Before proceeding, I highly recommend you carefully read the essay I am addressing here (the link is at the top of my post here.) I want to make sure that my simplifications are in no way misrepresenting the author’s position. I’m NOT going to go line by line in my address as there is a dense forest of flowery language that does not seem conducive to that manner of approach. Instead, I am going to simplify statements as best I can. However, If at any point you think that anything that I am stating even remotely misrepresents what is actually written or intended, please let me know.
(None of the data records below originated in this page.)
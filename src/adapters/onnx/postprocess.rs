use anyhow::{ensure, Result};
use ndarray::{s, ArrayView2, ArrayViewD, Axis, Ix2, IxDyn};

use crate::adapters::onnx::preprocess::LetterboxGeometry;
use crate::domain::detection::Detection;
use crate::domain::model::YoloParams;

/// Candidates considered by NMS, after the confidence filter.
const MAX_NMS_CANDIDATES: usize = 30_000;

/// Validates the raw output tensor (`[1, 4 + nc, N]`, row-major) and decodes it.
pub fn decode_output(
    dims: &[usize],
    data: &[f32],
    geometry: &LetterboxGeometry,
    params: &YoloParams,
) -> Result<Vec<Detection>> {
    ensure!(
        dims.len() == 3 && dims[0] == 1,
        "unexpected output shape {:?}, expected [1, 4+nc, N]",
        dims
    );
    ensure!(dims[1] > 4, "output has {} rows, no class scores", dims[1]);

    let array_view = ArrayViewD::from_shape(IxDyn(dims), data)?;
    let view = array_view.index_axis(Axis(0), 0).into_dimensionality::<Ix2>()?;
    Ok(decode_predictions(view, geometry, params))
}

/// Turns a YOLOv8 head output `[4 + nc, N]` (rows: cx, cy, w, h, class scores)
/// into detections in original-image coordinates, best score first.
pub fn decode_predictions(
    view: ArrayView2<f32>,
    geometry: &LetterboxGeometry,
    params: &YoloParams,
) -> Vec<Detection> {
    if view.nrows() <= 4 {
        return Vec::new();
    }

    let mut candidates = Vec::new();
    for i in 0..view.ncols() {
        let scores = view.slice(s![4.., i]);
        let Some((class_id, &score)) = scores
            .indexed_iter()
            .max_by(|(_, a), (_, b)| a.total_cmp(b))
        else {
            continue;
        };

        if !(score > params.conf_threshold) {
            continue;
        }

        let cx = view[[0, i]];
        let cy = view[[1, i]];
        let w = view[[2, i]];
        let h = view[[3, i]];

        candidates.push(Detection {
            x1: cx - w / 2.0,
            y1: cy - h / 2.0,
            x2: cx + w / 2.0,
            y2: cy + h / 2.0,
            score,
            class_id,
        });
    }

    candidates.sort_by(|a, b| b.score.total_cmp(&a.score));
    candidates.truncate(MAX_NMS_CANDIDATES);

    let mut kept = non_maximum_suppression(candidates, params.iou_threshold);
    kept.truncate(params.max_detections);

    for det in &mut kept {
        det.x1 = geometry.unmap_x(det.x1);
        det.y1 = geometry.unmap_y(det.y1);
        det.x2 = geometry.unmap_x(det.x2);
        det.y2 = geometry.unmap_y(det.y2);
    }
    kept
}

/// Greedy class-aware NMS. Input must be sorted by descending score; output keeps that order.
pub fn non_maximum_suppression(detections: Vec<Detection>, iou_threshold: f32) -> Vec<Detection> {
    let mut suppressed = vec![false; detections.len()];
    let mut keep = Vec::new();

    for i in 0..detections.len() {
        if suppressed[i] {
            continue;
        }
        for j in (i + 1)..detections.len() {
            if suppressed[j] || detections[i].class_id != detections[j].class_id {
                continue;
            }
            if detections[i].iou(&detections[j]) > iou_threshold {
                suppressed[j] = true;
            }
        }
        keep.push(detections[i].clone());
    }

    keep
}
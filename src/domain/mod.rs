pub mod detection;
pub mod errors;
pub mod model;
If an error on my part can be verified, I will adjust my post accordingly.

Paragraph 1:

Simplification: Artists were once awestruck by nature and were moved to create grand expressions of the wonders around them. (a characteristic not limited to Romantic artists, but indeed a common characteristic of the genre.) (This is fine. Agreed!)

Paragraph 2:

While this paragraph is really a jaunt through a jam-packed flower shop, I can extract that the author is stating that:

Simplification: the imagination can be seen as an essential feature of the artist. The creations of the artists (born of imagination and inspiration) and the ritual-like creative processes that were assumed to be in play elicited great admiration. (Again, all of this is fine, and I agree!.)

Paragraph 3:

This paragraph begins with, “But the electric storm of artificial intelligence has seized imagination with a breathtaking efficiency. In the new age of picture-bots we have no need for romantics – the machines have replaced them.”

Ok, now we are off the rails. In case you lost track, this is what we have been presented with so far:

  1. Artists were inspired by nature.
  2. Artists used imagination and inspiration to create works that garnered much adoration.
  3. AI has “seized” imagination, and now there is “no need for romantics.”

Wait…what? How? Why? The first two paragraphs are fine in that we have mountains of evidence that artists were indeed inspired by nature and that artists engaged in “imaginative” work, which did garner much attention from the public. However, there is no such mountain of evidence for the problematic claims that follow in paragraph three, and there is nothing in paragraphs one and two that might justify one to conclude that the claims in paragraph three are true or even likely true.

Clearly, (at least to me), I can imagine whatever I want right now (arguments of free will aside), and I can experience joy in doing so. Try it for yourself right now. Imagine something. Did some disembodied AI show up to stop you?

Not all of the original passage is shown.